→ **WORK ITEM**:
Would you reproduce every line of the material exactly?

BEGIN

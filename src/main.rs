use bevy::prelude::*;
use black_hole_harvest::objects;

/// Main Entry Point
///
/// simply starts up the event loop (App::new()...run())
/// and chains plugins. The body of this code all
/// exists as the `objects::BlackHoleHarvest` plugin.
/// See plugins.rs in the objects subdirectory
fn main() {
    App::new()
        .add_plugins(DefaultPlugins.set(WindowPlugin {
            primary_window: Some(Window {
                title: "Black Hole Harvest".into(),
                ..default()
            }),
            ..default()
        }))
        .insert_resource(ClearColor(Color::BLACK))
        .add_plugins(objects::BlackHoleHarvest)
        .run();
}
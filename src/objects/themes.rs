//! Themes.rs
//!
//! The sector themes a run cycles through. Each level picks its theme by
//! `(level - 1) mod theme_count`, so the table repeats indefinitely.

use bevy::color::Srgba;
use bevy::prelude::*;
use serde::Deserialize;

/// Theme struct
///
/// Immutable description of one sector: the display name, the tint used for
/// the planets and the accretion disc, and the base number of planets.
/// `color` is a packed 0xRRGGBB value so the TOML config can write it as hex.
#[derive(Debug, Clone, PartialEq, Eq, Deserialize)]
pub struct Theme {
    pub name: String,
    pub color: u32,
    pub planet_count: u32,
}

impl Theme {
    pub fn new(name: &str, color: u32, planet_count: u32) -> Self {
        Theme {
            name: name.to_string(),
            color,
            planet_count,
        }
    }

    pub fn srgba(&self) -> Srgba {
        let [_, r, g, b] = self.color.to_be_bytes();
        Srgba::rgb_u8(r, g, b)
    }

    pub fn bevy_color(&self) -> Color {
        Color::from(self.srgba())
    }

    /// name as shown on the HUD
    pub fn banner(&self) -> String {
        self.name.to_uppercase()
    }
}

pub fn default_themes() -> Vec<Theme> {
    vec![
        Theme::new("Veridian System", 0x22ff88, 3),
        Theme::new("Iron Core Nebula", 0xff4422, 4),
        Theme::new("Frozen Expanse", 0x2288ff, 5),
        Theme::new("The Gilded Void", 0xffcc22, 6),
        Theme::new("Obsidian Realm", 0xaa22ff, 8),
    ]
}

/// Index into the theme table for a 1-based level.
///
/// Levels below 1 are treated as level 1. An empty table is rejected by
/// config validation, so `count` is never zero here; 0 is returned if it is.
pub fn theme_index(level: u32, count: usize) -> usize {
    if count == 0 {
        return 0;
    }
    (level.max(1) as usize - 1) % count
}

/// How many full passes over the theme table have completed before `level`.
pub fn theme_cycle(level: u32, count: usize) -> u32 {
    if count == 0 {
        return 0;
    }
    ((level.max(1) as usize - 1) / count) as u32
}

/// Planets to generate for `level`: the theme's count plus one per completed
/// cycle through the table, so revisited sectors grow denser.
pub fn planets_for_level(theme: &Theme, level: u32, count: usize) -> u32 {
    theme
        .planet_count
        .saturating_add(theme_cycle(level, count))
}
//! Error.rs
//!
//! Errors only arise at the configuration boundary. Gameplay updates are
//! plain arithmetic and never fail.

use thiserror::Error;

/// GameError enum
///
/// Returned by config loading and validation. Callers log it and fall back
/// to the compiled defaults.
#[derive(Debug, Error)]
pub enum GameError {
    #[error("failed to read config file {path}: {source}")]
    ConfigRead {
        path: String,
        #[source]
        source: std::io::Error,
    },

    #[error("failed to parse config file {path}: {source}")]
    ConfigParse {
        path: String,
        #[source]
        source: toml::de::Error,
    },

    #[error("setting '{name}' = {value} is invalid, expected {expected}")]
    InvalidSetting {
        name: &'static str,
        value: f32,
        expected: &'static str,
    },

    #[error("theme table is empty; at least one theme is required")]
    EmptyThemeTable,
}

pub type GameResult<T> = Result<T, GameError>;
//! Scene.rs
//!
//! Mesh and material handles shared by every star and planet. Building them
//! once at startup means spawning a harvest star only needs `Commands`.

use crate::objects::movables::HarvestKind;
use bevy::color::Alpha;
use bevy::prelude::*;

/// SceneAssets struct: Resource
///
/// - sphere = unit sphere, scaled per entity
/// - ring = unit-space torus used as a planet ornament
/// - stars / halos = one material per harvest kind, indexed by [`HarvestKind`]
#[derive(Resource, Default, Clone)]
pub struct SceneAssets {
    pub sphere: Handle<Mesh>,
    pub ring: Handle<Mesh>,
    pub stars: [Handle<StandardMaterial>; 3],
    pub halos: [Handle<StandardMaterial>; 3],
}

fn slot(kind: HarvestKind) -> usize {
    match kind {
        HarvestKind::Normal => 0,
        HarvestKind::MassBonus => 1,
        HarvestKind::SpeedBonus => 2,
    }
}

impl SceneAssets {
    pub fn star_material(&self, kind: HarvestKind) -> Handle<StandardMaterial> {
        self.stars[slot(kind)].clone()
    }

    pub fn halo_material(&self, kind: HarvestKind) -> Handle<StandardMaterial> {
        self.halos[slot(kind)].clone()
    }
}

pub fn setup_scene_assets(
    mut commands: Commands,
    mut meshes: ResMut<Assets<Mesh>>,
    mut materials: ResMut<Assets<StandardMaterial>>,
) {
    let sphere = meshes.add(Sphere::new(1.0));
    let ring = meshes.add(Torus {
        minor_radius: 0.05,
        major_radius: 1.6,
    });

    let stars = HarvestKind::ALL.map(|kind| {
        materials.add(StandardMaterial {
            base_color: kind.color().with_alpha(0.9),
            alpha_mode: AlphaMode::Blend,
            unlit: true,
            ..default()
        })
    });
    let halos = HarvestKind::ALL.map(|kind| {
        materials.add(StandardMaterial {
            base_color: kind.color().with_alpha(0.3),
            alpha_mode: AlphaMode::Blend,
            unlit: true,
            ..default()
        })
    });

    commands.insert_resource(SceneAssets {
        sphere,
        ring,
        stars,
        halos,
    });
}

END

→ **EXPECTED OUTPUT**:
filename src/main.rs
use bevy::prelude::*;
use black_hole_harvest::objects;

/// Main Entry Point
///
/// simply starts up the event loop (App::new()...run())
/// and chains plugins. The body of this code all
/// exists as the `objects::BlackHoleHarvest` plugin.
/// See plugins.rs in the objects subdirectory
fn main() {
    App::new()
        .add_plugins(DefaultPlugins.set(WindowPlugin {
            primary_window: Some(Window {
                title: "Black Hole Harvest".into(),
                ..default()
            }),
            ..default()
        }))
        .insert_resource(ClearColor(Color::BLACK))
        .add_plugins(objects::BlackHoleHarvest)
        .run();
}
filename src/objects/themes.rs
//! Themes.rs
//!
//! The sector themes a run cycles through. Each level picks its theme by
//! `(level - 1) mod theme_count`, so the table repeats indefinitely.

use bevy::color::Srgba;
use bevy::prelude::*;
use serde::Deserialize;

/// Theme struct
///
/// Immutable description of one sector: the display name, the tint used for
/// the planets and the accretion disc, and the base number of planets.
/// `color` is a packed 0xRRGGBB value so the TOML config can write it as hex.
#[derive(Debug, Clone, PartialEq, Eq, Deserialize)]
pub struct Theme {
    pub name: String,
    pub color: u32,
    pub planet_count: u32,
}

impl Theme {
    pub fn new(name: &str, color: u32, planet_count: u32) -> Self {
        Theme {
            name: name.to_string(),
            color,
            planet_count,
        }
    }

    pub fn srgba(&self) -> Srgba {
        let [_, r, g, b] = self.color.to_be_bytes();
        Srgba::rgb_u8(r, g, b)
    }

    pub fn bevy_color(&self) -> Color {
        Color::from(self.srgba())
    }

    /// name as shown on the HUD
    pub fn banner(&self) -> String {
        self.name.to_uppercase()
    }
}

pub fn default_themes() -> Vec<Theme> {
    vec![
        Theme::new("Veridian System", 0x22ff88, 3),
        Theme::new("Iron Core Nebula", 0xff4422, 4),
        Theme::new("Frozen Expanse", 0x2288ff, 5),
        Theme::new("The Gilded Void", 0xffcc22, 6),
        Theme::new("Obsidian Realm", 0xaa22ff, 8),
    ]
}

/// Index into the theme table for a 1-based level.
///
/// Levels below 1 are treated as level 1. An empty table is rejected by
/// config validation, so `count` is never zero here; 0 is returned if it is.
pub fn theme_index(level: u32, count: usize) -> usize {
    if count == 0 {
        return 0;
    }
    (level.max(1) as usize - 1) % count
}

/// How many full passes over the theme table have completed before `level`.
pub fn theme_cycle(level: u32, count: usize) -> u32 {
    if count == 0 {
        return 0;
    }
    ((level.max(1) as usize - 1) / count) as u32
}

/// Planets to generate for `level`: the theme's count plus one per completed
/// cycle through the table, so revisited sectors grow denser.
pub fn planets_for_level(theme: &Theme, level: u32, count: usize) -> u32 {
    theme
        .planet_count
        .saturating_add(theme_cycle(level, count))
}
//! Error.rs
//!
//! Errors only arise at the configuration boundary. Gameplay updates are
//! plain arithmetic and never fail.

use thiserror::Error;

/// GameError enum
///
/// Returned by config loading and validation. Callers log it and fall back
/// to the compiled defaults.
#[derive(Debug, Error)]
pub enum GameError {
    #[error("failed to read config file {path}: {source}")]
    ConfigRead {
        path: String,
        #[source]
        source: std::io::Error,
    },

    #[error("failed to parse config file {path}: {source}")]
    ConfigParse {
        path: String,
        #[source]
        source: toml::de::Error,
    },

    #[error("setting '{name}' = {value} is invalid, expected {expected}")]
    InvalidSetting {
        name: &'static str,
        value: f32,
        expected: &'static str,
    },

    #[error("theme table is empty; at least one theme is required")]
    EmptyThemeTable,
}

pub type GameResult<T> = Result<T, GameError>;
//! Scene.rs
//!
//! Mesh and material handles shared by every star and planet. Building them
//! once at startup means spawning a harvest star only needs `Commands`.

use crate::objects::movables::HarvestKind;
use bevy::color::Alpha;
use bevy::prelude::*;

/// SceneAssets struct: Resource
///
/// - sphere = unit sphere, scaled per entity
/// - ring = unit-space torus used as a planet ornament
/// - stars / halos = one material per harvest kind, indexed by [`HarvestKind`]
#[derive(Resource, Default, Clone)]
pub struct SceneAssets {
    pub sphere: Handle<Mesh>,
    pub ring: Handle<Mesh>,
    pub stars: [Handle<StandardMaterial>; 3],
    pub halos: [Handle<StandardMaterial>; 3],
}

fn slot(kind: HarvestKind) -> usize {
    match kind {
        HarvestKind::Normal => 0,
        HarvestKind::MassBonus => 1,
        HarvestKind::SpeedBonus => 2,
    }
}

impl SceneAssets {
    pub fn star_material(&self, kind: HarvestKind) -> Handle<StandardMaterial> {
        self.stars[slot(kind)].clone()
    }

    pub fn halo_material(&self, kind: HarvestKind) -> Handle<StandardMaterial> {
        self.halos[slot(kind)].clone()
    }
}

pub fn setup_scene_assets(
    mut commands: Commands,
    mut meshes: ResMut<Assets<Mesh>>,
    mut materials: ResMut<Assets<StandardMaterial>>,
) {
    let sphere = meshes.add(Sphere::new(1.0));
    let ring = meshes.add(Torus {
        minor_radius: 0.05,
        major_radius: 1.6,
    });

    let stars = HarvestKind::ALL.map(|kind| {
        materials.add(StandardMaterial {
            base_color: kind.color().with_alpha(0.9),
            alpha_mode: AlphaMode::Blend,
            unlit: true,
            ..default()
        })
    });
    let halos = HarvestKind::ALL.map(|kind| {
        materials.add(StandardMaterial {
            base_color: kind.color().with_alpha(0.3),
            alpha_mode: AlphaMode::Blend,
            unlit: true,
            ..default()
        })
    });

    commands.insert_resource(SceneAssets {
        sphere,
        ring,
        stars,
        halos,
    });
}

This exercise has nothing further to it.